BEGIN RECORDS PROVIDED

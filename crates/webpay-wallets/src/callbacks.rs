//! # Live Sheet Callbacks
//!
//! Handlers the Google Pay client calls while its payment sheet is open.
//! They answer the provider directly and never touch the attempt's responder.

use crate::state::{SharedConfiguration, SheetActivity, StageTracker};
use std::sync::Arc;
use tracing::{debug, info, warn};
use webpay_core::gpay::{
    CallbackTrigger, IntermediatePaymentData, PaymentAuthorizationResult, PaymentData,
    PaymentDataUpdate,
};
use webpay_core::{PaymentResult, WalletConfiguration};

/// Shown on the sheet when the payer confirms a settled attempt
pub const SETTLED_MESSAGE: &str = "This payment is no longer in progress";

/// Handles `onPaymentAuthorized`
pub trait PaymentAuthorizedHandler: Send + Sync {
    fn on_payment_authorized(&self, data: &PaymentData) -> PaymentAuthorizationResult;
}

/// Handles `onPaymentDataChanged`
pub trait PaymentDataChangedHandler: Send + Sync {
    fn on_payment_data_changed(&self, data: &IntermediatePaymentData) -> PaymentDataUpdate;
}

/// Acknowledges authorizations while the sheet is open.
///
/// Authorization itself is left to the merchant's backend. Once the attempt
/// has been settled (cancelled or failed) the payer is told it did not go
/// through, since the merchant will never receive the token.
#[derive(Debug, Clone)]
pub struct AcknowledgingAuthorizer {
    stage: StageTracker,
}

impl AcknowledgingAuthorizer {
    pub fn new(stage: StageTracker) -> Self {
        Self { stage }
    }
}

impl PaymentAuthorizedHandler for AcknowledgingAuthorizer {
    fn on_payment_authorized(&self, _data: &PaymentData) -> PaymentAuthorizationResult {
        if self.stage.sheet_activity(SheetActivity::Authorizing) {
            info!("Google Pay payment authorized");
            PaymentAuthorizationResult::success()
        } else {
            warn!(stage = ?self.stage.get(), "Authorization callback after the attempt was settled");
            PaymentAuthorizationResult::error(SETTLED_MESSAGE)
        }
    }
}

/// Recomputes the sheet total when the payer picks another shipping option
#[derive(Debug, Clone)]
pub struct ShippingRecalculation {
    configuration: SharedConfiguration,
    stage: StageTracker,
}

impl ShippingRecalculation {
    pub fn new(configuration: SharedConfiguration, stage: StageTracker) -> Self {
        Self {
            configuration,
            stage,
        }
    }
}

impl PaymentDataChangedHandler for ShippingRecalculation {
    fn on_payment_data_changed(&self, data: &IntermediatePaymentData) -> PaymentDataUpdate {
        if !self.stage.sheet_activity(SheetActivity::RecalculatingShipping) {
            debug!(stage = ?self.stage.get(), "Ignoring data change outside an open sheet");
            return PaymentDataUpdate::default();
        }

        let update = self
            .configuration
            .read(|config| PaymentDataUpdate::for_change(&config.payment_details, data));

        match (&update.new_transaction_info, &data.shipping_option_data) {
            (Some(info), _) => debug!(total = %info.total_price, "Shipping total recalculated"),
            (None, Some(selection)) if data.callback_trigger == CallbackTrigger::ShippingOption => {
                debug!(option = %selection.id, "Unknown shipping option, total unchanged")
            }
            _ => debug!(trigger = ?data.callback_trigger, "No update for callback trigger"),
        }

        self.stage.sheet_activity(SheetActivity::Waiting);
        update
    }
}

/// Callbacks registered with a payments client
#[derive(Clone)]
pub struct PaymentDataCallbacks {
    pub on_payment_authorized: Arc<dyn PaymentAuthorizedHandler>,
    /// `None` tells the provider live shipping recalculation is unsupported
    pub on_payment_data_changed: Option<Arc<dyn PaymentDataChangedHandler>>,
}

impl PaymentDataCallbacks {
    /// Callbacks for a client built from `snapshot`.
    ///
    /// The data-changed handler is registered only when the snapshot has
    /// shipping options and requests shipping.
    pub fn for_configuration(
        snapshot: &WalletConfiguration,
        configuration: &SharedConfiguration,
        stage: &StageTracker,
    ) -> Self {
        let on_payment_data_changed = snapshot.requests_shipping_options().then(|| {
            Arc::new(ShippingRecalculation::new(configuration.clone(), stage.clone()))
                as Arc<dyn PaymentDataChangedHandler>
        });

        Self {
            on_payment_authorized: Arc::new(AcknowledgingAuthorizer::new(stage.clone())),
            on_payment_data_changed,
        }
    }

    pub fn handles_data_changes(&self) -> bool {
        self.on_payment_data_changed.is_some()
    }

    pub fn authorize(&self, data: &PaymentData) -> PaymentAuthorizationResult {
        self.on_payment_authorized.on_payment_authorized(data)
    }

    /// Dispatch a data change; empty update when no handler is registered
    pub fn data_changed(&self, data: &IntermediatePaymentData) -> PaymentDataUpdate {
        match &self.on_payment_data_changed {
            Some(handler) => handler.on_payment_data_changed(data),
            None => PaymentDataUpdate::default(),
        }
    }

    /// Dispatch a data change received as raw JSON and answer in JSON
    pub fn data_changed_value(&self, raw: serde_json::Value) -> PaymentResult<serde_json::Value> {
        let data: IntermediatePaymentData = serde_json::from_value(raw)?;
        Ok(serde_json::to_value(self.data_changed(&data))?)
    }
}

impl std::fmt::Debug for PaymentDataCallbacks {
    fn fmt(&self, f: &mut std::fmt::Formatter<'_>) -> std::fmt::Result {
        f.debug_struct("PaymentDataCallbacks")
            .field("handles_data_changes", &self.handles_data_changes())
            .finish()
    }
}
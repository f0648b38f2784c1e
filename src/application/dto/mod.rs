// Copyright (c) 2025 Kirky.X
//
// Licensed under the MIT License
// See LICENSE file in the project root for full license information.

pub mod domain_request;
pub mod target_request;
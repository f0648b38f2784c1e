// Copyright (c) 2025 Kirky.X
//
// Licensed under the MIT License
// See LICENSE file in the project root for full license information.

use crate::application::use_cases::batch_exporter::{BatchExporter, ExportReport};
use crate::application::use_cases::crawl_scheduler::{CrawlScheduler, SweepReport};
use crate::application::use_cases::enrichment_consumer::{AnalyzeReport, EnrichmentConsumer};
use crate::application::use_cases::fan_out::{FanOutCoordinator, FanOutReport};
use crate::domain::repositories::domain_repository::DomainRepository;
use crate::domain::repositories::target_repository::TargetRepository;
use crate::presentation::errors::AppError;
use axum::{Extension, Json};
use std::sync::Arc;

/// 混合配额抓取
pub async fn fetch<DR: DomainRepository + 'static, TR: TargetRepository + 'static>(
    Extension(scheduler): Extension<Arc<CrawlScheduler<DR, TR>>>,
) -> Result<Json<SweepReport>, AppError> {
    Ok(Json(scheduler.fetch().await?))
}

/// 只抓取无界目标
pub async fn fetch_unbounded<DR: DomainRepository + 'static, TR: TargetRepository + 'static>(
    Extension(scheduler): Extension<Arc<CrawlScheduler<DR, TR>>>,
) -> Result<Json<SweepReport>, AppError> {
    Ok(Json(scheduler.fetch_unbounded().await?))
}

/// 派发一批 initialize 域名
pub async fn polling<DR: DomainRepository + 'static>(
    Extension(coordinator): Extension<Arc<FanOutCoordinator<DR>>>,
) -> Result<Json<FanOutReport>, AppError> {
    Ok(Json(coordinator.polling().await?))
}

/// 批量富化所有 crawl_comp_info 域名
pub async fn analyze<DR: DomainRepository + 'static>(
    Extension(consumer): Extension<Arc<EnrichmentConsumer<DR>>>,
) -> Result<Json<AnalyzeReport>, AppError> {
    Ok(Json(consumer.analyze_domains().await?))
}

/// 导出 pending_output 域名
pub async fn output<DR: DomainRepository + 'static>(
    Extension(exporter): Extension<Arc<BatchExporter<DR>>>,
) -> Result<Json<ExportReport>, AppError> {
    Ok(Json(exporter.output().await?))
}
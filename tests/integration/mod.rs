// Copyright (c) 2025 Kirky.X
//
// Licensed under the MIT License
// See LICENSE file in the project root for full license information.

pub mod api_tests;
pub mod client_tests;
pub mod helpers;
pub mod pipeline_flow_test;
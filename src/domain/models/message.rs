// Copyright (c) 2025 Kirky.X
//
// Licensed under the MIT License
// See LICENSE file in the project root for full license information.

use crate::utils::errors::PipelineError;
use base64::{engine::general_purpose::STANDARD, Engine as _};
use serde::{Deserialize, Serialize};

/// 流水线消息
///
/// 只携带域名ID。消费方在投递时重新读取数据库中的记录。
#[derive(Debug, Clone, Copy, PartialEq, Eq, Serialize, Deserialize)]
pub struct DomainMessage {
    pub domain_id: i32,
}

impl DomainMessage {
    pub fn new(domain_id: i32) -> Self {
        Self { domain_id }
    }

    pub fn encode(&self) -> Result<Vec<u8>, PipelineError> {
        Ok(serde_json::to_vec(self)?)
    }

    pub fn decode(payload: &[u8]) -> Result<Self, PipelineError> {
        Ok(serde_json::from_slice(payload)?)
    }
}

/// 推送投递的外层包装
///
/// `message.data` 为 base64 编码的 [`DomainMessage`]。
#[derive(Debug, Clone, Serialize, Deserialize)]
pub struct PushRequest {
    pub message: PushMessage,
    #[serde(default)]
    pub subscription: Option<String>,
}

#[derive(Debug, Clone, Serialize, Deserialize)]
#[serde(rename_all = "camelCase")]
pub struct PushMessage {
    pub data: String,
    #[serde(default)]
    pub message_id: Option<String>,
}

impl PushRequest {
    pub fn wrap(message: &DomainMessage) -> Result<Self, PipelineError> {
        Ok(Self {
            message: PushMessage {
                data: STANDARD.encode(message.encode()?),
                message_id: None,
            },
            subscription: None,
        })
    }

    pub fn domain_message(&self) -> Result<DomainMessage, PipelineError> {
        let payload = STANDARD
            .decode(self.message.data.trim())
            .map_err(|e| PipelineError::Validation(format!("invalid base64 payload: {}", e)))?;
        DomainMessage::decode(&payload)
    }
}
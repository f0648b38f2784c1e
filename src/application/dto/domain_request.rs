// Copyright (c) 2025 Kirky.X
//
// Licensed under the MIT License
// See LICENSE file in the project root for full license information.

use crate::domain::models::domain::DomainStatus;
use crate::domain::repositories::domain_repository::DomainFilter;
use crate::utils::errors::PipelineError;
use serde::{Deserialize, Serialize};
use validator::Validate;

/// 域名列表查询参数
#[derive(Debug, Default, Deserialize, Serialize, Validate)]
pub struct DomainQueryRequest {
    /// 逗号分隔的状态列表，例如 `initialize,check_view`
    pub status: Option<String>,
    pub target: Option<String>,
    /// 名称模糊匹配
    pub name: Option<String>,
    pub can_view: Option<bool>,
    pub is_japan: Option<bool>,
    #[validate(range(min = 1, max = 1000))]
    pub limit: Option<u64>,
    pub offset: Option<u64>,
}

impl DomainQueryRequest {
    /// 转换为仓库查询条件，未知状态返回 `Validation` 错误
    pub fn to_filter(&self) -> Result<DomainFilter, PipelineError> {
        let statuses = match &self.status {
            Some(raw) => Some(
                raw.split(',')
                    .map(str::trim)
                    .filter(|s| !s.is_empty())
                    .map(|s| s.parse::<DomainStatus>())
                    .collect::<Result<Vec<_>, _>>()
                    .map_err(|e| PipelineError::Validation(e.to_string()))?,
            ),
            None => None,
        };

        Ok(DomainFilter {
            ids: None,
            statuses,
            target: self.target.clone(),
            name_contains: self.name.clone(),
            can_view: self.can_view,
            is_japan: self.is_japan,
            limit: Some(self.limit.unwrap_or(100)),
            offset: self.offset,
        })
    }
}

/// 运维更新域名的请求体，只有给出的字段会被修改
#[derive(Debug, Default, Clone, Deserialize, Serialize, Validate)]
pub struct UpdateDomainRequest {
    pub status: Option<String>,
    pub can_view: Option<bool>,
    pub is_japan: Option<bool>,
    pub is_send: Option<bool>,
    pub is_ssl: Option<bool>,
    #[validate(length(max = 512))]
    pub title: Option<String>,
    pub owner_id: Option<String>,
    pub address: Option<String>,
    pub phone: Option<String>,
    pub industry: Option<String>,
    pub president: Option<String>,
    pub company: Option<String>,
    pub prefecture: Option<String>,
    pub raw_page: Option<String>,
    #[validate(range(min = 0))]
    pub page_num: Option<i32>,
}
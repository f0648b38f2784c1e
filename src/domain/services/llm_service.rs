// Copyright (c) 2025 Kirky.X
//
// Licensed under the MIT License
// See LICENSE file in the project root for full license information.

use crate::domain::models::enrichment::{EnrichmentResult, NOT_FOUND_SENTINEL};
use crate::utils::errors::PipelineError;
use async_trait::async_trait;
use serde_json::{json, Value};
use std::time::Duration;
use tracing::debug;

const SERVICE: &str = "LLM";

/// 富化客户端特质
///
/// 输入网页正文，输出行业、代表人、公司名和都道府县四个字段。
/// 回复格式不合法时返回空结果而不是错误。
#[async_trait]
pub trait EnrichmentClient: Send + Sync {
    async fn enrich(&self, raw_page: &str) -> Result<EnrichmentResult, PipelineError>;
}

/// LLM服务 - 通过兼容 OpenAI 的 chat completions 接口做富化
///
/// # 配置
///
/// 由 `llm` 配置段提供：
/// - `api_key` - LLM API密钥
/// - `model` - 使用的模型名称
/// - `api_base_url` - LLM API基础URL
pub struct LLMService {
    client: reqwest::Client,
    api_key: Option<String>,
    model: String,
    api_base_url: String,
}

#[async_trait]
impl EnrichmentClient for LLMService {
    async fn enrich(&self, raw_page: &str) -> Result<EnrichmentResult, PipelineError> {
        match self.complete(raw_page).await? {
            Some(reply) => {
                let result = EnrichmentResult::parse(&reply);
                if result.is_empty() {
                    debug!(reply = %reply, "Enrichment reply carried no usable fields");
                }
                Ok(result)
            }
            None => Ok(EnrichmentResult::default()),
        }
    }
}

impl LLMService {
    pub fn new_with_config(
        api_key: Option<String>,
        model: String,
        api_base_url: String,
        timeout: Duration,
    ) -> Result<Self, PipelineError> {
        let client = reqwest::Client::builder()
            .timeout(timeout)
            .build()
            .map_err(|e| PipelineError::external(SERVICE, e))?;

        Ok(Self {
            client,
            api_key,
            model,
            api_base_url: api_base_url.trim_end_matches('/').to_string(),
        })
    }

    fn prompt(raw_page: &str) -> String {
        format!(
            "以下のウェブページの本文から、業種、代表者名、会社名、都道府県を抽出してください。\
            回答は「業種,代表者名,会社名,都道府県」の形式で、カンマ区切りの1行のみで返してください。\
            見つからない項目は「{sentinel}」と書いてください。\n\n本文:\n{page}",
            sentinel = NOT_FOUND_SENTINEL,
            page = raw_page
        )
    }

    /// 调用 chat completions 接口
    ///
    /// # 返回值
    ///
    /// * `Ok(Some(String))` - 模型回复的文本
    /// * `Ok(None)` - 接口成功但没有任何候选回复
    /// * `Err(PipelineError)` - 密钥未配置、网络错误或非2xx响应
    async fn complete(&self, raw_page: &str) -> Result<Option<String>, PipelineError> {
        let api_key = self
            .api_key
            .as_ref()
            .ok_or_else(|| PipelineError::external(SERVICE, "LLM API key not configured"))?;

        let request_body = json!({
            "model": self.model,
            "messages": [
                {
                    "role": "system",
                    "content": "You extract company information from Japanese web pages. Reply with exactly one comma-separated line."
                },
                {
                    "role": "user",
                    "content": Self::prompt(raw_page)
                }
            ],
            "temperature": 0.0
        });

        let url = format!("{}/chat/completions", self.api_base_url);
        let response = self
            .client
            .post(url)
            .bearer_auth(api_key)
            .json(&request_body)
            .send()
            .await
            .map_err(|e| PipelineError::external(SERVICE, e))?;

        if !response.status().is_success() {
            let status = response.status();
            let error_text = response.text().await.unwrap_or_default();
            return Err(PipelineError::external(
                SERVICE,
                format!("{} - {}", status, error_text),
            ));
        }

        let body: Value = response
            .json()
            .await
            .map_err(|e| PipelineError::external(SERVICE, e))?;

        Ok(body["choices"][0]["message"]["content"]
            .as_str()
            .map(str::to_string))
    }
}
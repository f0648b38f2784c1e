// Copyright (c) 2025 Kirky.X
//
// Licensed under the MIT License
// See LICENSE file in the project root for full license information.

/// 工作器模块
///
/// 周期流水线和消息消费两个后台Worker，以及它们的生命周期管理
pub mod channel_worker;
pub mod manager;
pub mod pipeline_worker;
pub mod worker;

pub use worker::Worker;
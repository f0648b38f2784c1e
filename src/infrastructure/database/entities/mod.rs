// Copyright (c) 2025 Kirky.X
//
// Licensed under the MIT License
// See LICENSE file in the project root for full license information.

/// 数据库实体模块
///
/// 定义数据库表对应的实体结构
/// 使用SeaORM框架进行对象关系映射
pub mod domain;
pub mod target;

END RECORDS PROVIDED

- EXERCISE OBJECTIVE
The lines to copy run from the first line of the entries to the line containing "a settled attempt"; copy them exactly and output nothing else.

- ANSWER TO THIS EXERCISE
filename crates/webpay-wallets/src/callbacks.rs
//! # Live Sheet Callbacks
//!
//! Handlers the Google Pay client calls while its payment sheet is open.
//! They answer the provider directly and never touch the attempt's responder.

use crate::state::{SharedConfiguration, SheetActivity, StageTracker};
use std::sync::Arc;
use tracing::{debug, info, warn};
use webpay_core::gpay::{
    CallbackTrigger, IntermediatePaymentData, PaymentAuthorizationResult, PaymentData,
    PaymentDataUpdate,
};
use webpay_core::{PaymentResult, WalletConfiguration};

/// Shown on the sheet when the payer confirms a settled attempt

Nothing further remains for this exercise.